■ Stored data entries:

▽

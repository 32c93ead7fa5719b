//! Demo data controls.

use binwatch_core::Monitor;

use crate::cli::{DemoArgs, DemoCommand, GlobalOpts};
use crate::error::CliError;
use crate::output;

use super::util;

pub async fn handle(monitor: &Monitor, args: DemoArgs, global: &GlobalOpts) -> Result<(), CliError> {
    let message = match args.command {
        DemoCommand::Reset => {
            if !util::confirm(
                "Replace ALL backend data with a fresh demo fleet?",
                "demo reset",
                global.yes,
            )? {
                eprintln!("Aborted.");
                return Ok(());
            }
            let spinner = util::spinner("Resetting demo data...", global.quiet);
            let result = monitor.reset_demo_data().await;
            spinner.finish_and_clear();
            result?
        }
        DemoCommand::Simulate => {
            let spinner = util::spinner("Simulating sensor update...", global.quiet);
            let result = monitor.simulate_update().await;
            spinner.finish_and_clear();
            result?
        }
    };

    output::print_output(&message, global.quiet);
    Ok(())
}
//! Screen identifiers and tab order.

use std::fmt;

/// Primary screens, reachable with the number keys 1-3.
#[derive(Debug, Clone, Copy, PartialEq, Eq, Hash, Default)]
pub enum ScreenId {
    #[default]
    Dashboard,
    Map,
    Settings,
}

impl ScreenId {
    /// Tab-bar order.
    pub const ALL: [ScreenId; 3] = [Self::Dashboard, Self::Map, Self::Settings];

    pub fn number(self) -> u8 {
        match self {
            Self::Dashboard => 1,
            Self::Map => 2,
            Self::Settings => 3,
        }
    }

    pub fn from_number(n: u8) -> Option<Self> {
        Self::ALL.into_iter().find(|s| s.number() == n)
    }

    /// Next screen in tab order (wraps around).
    pub fn next(self) -> Self {
        let idx = Self::ALL.iter().position(|&s| s == self).unwrap_or(0);
        Self::ALL[(idx + 1) % Self::ALL.len()]
    }

    /// Previous screen in tab order (wraps around).
    pub fn prev(self) -> Self {
        let idx = Self::ALL.iter().position(|&s| s == self).unwrap_or(0);
        Self::ALL[(idx + Self::ALL.len() - 1) % Self::ALL.len()]
    }

    pub fn label(self) -> &'static str {
        match self {
            Self::Dashboard => "Dashboard",
            Self::Map => "Map",
            Self::Settings => "Settings",
        }
    }
}

impl fmt::Display for ScreenId {
    fn fmt(&self, f: &mut fmt::Formatter<'_>) -> fmt::Result {
        f.write_str(self.label())
    }
}

#[cfg(test)]
mod tests {
    use super::*;

    #[test]
    fn tab_order_wraps_both_ways() {
        assert_eq!(ScreenId::Settings.next(), ScreenId::Dashboard);
        assert_eq!(ScreenId::Dashboard.prev(), ScreenId::Settings);
        assert_eq!(ScreenId::Dashboard.next(), ScreenId::Map);
    }

    #[test]
    fn number_keys_round_trip() {
        for id in ScreenId::ALL {
            assert_eq!(ScreenId::from_number(id.number()), Some(id));
        }
        assert_eq!(ScreenId::from_number(4), None);
        assert_eq!(ScreenId::from_number(0), None);
    }
}
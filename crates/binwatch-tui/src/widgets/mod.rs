//! Small reusable rendering helpers.

pub mod level_bar;
pub mod time_fmt;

△

■ Exercise:
Please go through the data above and copy each line containing the word "await".

■ Answer for the task:
            let result = monitor.reset_demo_data().await;
            let result = monitor.simulate_update().await;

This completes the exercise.